* [Task directions]:
Tally the lines in the material below that hold the string "included" and report the tally alone.

* [Records supplied]:

──────────

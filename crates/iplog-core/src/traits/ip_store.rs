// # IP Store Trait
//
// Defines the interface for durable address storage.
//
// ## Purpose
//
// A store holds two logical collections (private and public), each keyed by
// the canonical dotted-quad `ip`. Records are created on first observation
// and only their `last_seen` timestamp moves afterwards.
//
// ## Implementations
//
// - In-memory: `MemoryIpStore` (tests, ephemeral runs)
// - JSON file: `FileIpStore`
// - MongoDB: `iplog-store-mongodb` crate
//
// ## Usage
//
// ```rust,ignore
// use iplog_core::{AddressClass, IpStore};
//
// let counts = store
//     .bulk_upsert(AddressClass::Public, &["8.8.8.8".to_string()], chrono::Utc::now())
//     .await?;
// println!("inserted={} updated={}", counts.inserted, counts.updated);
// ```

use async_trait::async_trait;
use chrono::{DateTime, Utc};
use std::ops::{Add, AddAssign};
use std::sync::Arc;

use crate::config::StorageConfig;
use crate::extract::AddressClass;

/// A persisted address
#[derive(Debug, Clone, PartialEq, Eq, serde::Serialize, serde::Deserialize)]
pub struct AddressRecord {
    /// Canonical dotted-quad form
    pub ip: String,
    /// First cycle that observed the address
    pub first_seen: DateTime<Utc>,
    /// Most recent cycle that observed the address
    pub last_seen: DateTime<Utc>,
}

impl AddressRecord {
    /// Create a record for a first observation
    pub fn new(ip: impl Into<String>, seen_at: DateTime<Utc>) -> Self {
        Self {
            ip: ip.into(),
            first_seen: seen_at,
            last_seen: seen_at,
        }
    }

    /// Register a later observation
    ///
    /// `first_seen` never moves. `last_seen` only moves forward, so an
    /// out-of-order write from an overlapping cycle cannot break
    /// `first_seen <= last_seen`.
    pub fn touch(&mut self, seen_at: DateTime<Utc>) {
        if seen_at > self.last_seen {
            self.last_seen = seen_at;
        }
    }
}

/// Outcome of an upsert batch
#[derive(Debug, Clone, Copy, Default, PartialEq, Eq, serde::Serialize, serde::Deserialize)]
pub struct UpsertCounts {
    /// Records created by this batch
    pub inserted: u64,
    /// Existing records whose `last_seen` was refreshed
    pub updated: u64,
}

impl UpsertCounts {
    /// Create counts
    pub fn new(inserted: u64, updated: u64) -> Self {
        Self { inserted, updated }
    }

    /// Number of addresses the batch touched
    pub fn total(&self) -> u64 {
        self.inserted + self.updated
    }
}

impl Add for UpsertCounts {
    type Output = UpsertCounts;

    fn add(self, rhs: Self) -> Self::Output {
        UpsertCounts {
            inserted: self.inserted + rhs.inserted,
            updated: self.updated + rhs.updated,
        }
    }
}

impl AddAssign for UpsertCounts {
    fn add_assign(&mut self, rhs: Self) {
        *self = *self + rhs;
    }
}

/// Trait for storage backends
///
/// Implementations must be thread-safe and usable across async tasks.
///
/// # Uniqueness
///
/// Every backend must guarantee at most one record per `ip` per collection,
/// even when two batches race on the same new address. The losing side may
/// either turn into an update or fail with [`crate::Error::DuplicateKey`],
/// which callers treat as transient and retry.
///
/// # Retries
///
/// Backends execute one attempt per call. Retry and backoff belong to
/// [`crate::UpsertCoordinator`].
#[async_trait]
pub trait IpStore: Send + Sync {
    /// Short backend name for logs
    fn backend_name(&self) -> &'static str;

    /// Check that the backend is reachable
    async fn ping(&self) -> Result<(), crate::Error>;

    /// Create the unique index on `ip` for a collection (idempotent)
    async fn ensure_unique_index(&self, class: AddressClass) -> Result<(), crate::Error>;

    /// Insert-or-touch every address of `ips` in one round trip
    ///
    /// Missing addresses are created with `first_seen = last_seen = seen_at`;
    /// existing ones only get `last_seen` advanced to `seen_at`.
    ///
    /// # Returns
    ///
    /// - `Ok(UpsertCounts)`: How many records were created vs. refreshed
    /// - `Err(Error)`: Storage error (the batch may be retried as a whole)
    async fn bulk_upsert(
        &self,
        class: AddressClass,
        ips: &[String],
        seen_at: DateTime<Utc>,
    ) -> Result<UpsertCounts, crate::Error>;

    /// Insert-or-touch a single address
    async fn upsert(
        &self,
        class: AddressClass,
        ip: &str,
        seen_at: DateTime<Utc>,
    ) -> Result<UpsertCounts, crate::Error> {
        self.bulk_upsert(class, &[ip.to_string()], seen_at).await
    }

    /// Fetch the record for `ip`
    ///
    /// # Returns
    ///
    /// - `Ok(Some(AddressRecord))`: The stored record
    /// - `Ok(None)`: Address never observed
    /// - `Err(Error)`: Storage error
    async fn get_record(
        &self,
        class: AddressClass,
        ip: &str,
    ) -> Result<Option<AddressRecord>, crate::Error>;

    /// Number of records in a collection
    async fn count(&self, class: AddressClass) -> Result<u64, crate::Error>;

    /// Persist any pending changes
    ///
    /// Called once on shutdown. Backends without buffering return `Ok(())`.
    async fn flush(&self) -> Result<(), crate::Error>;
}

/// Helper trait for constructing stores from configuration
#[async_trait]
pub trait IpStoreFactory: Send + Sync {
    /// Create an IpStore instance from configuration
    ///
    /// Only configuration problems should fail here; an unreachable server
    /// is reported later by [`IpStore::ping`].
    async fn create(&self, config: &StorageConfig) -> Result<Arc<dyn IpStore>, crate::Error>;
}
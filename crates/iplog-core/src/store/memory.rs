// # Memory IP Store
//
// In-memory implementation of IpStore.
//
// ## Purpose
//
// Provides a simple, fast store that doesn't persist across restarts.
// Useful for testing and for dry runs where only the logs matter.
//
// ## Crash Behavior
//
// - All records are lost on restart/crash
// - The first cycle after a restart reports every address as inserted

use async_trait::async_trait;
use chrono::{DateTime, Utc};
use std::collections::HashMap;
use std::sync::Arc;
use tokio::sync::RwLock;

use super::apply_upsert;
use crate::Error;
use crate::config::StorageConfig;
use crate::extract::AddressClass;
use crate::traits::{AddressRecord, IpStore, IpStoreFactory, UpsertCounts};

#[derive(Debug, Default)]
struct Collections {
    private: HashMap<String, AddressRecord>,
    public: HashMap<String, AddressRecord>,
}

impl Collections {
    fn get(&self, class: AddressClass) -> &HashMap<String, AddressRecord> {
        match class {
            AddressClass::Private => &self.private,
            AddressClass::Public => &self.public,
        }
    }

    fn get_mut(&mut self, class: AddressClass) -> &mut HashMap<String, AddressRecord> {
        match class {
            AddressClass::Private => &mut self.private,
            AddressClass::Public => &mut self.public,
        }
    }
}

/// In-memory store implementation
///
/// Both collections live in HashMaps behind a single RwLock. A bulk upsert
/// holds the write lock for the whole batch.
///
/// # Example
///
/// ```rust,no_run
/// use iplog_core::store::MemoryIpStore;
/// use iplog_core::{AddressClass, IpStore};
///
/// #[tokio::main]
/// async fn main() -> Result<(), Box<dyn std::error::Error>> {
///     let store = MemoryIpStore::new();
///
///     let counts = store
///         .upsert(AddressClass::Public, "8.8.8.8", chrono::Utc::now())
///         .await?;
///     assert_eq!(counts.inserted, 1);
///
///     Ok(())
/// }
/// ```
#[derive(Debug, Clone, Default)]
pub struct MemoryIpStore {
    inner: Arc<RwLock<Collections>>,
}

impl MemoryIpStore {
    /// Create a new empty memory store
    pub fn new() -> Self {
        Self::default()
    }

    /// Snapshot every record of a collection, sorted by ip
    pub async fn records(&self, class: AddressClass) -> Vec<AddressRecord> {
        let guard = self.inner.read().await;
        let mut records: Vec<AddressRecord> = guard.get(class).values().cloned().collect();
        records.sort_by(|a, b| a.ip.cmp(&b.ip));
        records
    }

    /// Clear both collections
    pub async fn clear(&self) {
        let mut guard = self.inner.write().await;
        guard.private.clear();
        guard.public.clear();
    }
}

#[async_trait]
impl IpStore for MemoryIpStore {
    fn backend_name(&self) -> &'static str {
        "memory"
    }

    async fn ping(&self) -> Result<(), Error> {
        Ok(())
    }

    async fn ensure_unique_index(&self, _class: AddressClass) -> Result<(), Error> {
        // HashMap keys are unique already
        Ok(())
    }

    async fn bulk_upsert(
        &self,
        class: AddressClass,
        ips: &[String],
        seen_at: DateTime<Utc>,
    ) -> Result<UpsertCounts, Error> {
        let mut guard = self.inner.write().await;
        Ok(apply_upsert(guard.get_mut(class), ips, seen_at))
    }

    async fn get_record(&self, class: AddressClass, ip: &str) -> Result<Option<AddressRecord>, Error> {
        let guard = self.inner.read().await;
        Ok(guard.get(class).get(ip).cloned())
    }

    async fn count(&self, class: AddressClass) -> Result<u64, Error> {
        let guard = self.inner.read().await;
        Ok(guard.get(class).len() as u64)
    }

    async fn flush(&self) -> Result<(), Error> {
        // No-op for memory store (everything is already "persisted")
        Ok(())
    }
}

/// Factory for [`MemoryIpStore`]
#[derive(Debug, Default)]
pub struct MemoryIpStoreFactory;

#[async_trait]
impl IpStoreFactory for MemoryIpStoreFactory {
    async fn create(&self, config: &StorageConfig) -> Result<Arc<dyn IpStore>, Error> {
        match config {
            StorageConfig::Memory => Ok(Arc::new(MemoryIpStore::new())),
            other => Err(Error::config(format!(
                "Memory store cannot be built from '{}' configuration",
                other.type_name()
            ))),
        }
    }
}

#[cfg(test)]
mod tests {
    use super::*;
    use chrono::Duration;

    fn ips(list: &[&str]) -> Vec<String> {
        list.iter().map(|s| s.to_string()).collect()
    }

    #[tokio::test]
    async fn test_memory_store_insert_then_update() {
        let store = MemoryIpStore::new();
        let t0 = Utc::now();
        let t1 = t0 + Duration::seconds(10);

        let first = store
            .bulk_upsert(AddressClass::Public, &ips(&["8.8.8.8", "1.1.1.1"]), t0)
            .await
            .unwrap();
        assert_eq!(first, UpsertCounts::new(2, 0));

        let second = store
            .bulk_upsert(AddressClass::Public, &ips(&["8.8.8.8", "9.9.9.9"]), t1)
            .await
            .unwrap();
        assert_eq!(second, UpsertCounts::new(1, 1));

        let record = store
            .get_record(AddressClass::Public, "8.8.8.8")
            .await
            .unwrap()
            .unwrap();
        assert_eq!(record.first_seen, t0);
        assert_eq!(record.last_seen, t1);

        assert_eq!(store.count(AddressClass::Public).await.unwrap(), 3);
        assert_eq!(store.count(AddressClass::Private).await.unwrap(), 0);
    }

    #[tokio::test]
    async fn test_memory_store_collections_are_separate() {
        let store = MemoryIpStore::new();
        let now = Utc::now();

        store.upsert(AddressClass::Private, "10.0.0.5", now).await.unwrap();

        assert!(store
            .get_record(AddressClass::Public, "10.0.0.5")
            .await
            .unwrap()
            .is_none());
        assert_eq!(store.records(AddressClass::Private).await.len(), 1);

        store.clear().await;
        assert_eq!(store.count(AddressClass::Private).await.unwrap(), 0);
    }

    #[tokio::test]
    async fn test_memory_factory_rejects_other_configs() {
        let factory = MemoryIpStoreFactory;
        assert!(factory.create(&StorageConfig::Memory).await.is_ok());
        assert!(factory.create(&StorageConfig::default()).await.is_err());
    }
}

──────────

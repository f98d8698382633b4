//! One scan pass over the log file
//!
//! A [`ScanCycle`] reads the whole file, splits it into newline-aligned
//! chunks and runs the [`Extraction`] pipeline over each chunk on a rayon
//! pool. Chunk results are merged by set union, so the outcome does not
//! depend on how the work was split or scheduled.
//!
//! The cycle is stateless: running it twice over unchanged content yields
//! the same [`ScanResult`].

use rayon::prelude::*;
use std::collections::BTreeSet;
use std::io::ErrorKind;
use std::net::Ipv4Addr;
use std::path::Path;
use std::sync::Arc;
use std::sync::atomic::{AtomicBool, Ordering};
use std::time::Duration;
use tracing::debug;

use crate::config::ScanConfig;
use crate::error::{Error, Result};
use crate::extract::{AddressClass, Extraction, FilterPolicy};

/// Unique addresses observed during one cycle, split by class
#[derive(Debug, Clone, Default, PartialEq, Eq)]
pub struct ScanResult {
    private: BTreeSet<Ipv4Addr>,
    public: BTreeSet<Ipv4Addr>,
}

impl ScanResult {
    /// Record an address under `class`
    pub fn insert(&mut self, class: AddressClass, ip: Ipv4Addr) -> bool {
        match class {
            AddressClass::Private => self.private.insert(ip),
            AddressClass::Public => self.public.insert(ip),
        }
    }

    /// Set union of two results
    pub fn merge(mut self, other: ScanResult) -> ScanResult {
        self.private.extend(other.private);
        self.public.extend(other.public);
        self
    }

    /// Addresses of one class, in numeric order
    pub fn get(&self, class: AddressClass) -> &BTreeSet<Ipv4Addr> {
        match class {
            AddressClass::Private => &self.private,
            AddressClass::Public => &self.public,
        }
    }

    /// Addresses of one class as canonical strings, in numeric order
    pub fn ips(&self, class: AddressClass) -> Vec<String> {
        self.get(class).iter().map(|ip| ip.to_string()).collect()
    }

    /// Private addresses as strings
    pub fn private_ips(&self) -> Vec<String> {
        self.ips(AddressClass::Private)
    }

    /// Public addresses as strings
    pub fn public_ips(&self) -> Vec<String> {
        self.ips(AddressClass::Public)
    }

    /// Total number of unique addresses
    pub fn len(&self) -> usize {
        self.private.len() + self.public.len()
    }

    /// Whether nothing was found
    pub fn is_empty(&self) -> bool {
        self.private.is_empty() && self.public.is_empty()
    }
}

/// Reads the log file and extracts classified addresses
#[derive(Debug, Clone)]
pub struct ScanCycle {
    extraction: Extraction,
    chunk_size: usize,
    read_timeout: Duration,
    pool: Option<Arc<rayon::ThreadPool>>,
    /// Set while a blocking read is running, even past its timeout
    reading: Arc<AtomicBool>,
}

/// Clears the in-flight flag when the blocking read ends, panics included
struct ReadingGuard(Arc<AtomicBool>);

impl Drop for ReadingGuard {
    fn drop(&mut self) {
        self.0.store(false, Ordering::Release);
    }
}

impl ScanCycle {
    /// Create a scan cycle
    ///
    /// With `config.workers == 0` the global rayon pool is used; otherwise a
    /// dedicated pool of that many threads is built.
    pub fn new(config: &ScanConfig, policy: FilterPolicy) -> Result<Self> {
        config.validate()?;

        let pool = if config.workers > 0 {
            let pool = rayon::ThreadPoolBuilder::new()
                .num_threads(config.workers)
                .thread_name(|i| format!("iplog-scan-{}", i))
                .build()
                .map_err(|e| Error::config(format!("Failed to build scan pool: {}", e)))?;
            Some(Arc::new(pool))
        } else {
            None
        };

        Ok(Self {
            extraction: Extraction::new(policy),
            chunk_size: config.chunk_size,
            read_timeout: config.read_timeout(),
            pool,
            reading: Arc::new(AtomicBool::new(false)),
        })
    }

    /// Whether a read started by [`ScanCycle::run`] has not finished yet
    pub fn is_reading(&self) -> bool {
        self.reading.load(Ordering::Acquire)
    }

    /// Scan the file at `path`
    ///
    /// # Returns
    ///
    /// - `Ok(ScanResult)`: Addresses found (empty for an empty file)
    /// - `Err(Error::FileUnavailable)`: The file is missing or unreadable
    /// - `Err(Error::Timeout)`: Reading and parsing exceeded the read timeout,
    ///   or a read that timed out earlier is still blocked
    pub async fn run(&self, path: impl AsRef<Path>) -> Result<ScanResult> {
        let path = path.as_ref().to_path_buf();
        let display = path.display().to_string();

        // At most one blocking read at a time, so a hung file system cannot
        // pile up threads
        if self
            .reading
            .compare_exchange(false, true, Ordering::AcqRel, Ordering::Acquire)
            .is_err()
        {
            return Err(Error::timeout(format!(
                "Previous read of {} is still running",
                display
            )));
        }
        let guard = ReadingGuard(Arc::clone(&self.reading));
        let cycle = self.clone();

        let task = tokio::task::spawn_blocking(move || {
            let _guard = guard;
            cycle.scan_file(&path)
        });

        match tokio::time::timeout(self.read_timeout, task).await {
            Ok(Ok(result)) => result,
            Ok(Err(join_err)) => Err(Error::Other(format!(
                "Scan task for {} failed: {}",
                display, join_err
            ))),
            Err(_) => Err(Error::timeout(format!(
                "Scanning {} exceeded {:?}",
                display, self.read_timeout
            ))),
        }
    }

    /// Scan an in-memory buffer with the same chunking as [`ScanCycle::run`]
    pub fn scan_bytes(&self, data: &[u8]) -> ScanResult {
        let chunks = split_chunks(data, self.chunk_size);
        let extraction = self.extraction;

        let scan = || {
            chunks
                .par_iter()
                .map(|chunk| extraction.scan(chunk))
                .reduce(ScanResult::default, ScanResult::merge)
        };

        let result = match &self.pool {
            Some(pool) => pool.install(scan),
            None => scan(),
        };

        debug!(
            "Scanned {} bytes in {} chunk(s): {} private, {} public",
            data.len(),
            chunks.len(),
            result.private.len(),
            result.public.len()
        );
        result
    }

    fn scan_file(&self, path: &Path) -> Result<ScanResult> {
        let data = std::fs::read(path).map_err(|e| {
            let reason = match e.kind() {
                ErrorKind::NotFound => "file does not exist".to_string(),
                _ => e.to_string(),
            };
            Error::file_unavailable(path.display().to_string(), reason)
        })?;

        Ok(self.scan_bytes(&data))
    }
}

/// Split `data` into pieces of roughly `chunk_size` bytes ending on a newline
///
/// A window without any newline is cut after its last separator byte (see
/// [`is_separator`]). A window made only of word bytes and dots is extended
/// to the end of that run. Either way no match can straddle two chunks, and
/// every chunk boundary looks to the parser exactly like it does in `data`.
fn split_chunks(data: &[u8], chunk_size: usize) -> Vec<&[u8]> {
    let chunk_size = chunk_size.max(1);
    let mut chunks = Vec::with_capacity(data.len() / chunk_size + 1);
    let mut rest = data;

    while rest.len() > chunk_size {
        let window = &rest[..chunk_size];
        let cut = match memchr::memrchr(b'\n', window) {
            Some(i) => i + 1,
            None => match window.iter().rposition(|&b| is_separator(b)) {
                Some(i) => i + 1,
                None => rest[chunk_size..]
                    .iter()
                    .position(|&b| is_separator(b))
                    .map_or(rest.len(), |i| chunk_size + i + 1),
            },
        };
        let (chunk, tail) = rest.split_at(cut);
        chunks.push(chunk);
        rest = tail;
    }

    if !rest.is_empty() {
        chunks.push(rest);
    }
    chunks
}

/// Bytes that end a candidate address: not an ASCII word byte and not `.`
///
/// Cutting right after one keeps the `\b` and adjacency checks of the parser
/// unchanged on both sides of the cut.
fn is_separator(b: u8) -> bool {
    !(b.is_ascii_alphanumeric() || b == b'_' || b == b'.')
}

──────────

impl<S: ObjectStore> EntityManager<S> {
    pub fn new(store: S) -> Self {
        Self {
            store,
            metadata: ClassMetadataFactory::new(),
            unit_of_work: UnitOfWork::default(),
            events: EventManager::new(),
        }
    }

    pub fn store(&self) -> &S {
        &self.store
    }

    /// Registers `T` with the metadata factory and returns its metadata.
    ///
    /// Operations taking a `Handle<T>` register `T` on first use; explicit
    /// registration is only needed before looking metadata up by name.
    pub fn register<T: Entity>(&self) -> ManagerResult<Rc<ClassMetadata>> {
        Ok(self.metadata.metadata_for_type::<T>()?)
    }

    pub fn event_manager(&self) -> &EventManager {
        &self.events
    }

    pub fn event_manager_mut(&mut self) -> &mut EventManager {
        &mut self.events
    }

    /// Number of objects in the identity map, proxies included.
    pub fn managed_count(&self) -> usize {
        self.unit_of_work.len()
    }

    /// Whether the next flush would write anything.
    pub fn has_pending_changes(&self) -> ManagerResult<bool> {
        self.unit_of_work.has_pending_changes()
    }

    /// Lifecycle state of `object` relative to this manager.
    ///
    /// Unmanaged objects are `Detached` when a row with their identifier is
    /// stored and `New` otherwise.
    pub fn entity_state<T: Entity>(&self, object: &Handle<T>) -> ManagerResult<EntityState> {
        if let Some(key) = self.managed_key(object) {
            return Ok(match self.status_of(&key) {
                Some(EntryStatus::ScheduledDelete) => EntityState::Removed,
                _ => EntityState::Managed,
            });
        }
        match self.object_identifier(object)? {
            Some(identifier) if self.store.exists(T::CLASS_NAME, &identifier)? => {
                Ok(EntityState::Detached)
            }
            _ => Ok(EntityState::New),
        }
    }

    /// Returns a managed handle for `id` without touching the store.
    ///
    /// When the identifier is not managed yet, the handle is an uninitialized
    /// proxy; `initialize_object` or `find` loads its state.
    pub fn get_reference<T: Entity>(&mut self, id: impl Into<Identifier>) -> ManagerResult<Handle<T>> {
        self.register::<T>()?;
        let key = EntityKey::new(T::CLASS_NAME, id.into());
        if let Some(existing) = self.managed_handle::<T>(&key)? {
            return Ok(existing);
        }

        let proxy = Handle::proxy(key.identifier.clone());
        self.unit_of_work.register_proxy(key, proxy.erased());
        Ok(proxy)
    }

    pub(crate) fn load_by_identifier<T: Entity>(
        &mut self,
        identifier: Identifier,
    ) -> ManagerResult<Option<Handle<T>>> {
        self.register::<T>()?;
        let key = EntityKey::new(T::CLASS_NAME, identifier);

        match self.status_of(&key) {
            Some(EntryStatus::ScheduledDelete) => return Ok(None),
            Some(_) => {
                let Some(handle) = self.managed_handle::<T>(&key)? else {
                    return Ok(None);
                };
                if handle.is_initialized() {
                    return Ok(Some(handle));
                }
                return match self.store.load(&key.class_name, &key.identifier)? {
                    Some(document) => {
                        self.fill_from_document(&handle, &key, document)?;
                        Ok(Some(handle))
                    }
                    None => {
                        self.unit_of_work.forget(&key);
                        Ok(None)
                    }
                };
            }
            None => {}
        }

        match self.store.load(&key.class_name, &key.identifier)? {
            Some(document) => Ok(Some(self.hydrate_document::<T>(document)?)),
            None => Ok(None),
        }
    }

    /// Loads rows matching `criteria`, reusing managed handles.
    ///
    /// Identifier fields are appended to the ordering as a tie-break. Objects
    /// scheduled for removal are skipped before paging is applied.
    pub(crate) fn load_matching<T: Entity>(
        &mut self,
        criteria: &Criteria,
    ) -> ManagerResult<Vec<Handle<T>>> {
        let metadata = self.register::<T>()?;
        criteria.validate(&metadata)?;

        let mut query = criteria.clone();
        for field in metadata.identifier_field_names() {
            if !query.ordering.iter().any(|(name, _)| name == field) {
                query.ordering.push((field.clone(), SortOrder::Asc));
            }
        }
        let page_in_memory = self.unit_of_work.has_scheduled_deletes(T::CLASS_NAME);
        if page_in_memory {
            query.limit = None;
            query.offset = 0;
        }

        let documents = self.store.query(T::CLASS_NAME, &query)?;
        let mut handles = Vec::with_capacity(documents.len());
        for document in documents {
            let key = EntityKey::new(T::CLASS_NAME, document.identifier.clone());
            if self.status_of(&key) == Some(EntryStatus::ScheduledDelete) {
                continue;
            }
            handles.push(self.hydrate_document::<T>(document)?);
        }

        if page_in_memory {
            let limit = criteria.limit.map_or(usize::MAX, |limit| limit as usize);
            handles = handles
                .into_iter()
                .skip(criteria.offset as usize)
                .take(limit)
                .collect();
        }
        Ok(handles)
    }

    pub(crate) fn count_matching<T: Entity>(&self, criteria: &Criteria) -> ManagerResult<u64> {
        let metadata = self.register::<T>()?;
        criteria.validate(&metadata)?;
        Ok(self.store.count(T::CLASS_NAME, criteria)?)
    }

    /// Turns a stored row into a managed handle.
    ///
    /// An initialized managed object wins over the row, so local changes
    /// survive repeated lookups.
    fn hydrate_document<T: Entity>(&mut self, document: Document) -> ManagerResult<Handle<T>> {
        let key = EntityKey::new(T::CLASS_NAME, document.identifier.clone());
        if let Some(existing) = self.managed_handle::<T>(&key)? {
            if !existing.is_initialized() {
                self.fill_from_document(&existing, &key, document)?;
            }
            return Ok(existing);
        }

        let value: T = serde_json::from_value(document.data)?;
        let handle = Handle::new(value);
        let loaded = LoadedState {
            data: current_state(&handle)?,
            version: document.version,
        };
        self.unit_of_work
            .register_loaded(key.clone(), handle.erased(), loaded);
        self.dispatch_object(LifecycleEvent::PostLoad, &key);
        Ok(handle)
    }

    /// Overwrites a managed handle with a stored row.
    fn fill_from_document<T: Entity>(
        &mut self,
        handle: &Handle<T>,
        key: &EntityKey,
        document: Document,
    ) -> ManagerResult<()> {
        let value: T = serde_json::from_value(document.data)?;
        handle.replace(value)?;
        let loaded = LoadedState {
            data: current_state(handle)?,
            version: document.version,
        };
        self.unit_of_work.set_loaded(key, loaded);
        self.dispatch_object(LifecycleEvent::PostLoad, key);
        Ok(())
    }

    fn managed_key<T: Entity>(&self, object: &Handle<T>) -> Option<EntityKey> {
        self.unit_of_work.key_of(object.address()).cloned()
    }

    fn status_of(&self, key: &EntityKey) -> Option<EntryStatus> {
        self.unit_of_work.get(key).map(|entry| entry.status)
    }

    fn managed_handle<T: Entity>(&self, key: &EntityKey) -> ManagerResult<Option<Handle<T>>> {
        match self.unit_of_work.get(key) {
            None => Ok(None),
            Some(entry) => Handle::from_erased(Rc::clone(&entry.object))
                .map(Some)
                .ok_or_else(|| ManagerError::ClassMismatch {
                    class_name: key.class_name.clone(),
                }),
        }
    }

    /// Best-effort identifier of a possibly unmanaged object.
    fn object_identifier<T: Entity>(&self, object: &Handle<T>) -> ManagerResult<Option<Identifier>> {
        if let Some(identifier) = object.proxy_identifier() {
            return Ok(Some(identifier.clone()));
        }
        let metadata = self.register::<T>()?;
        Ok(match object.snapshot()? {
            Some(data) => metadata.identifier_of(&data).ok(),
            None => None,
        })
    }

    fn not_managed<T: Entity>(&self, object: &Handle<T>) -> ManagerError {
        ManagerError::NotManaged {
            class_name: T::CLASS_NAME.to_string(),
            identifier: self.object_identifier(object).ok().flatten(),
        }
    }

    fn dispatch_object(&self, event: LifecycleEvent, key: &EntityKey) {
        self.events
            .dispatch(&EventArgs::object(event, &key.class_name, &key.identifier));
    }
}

──────────

* [Exercise solution]:
2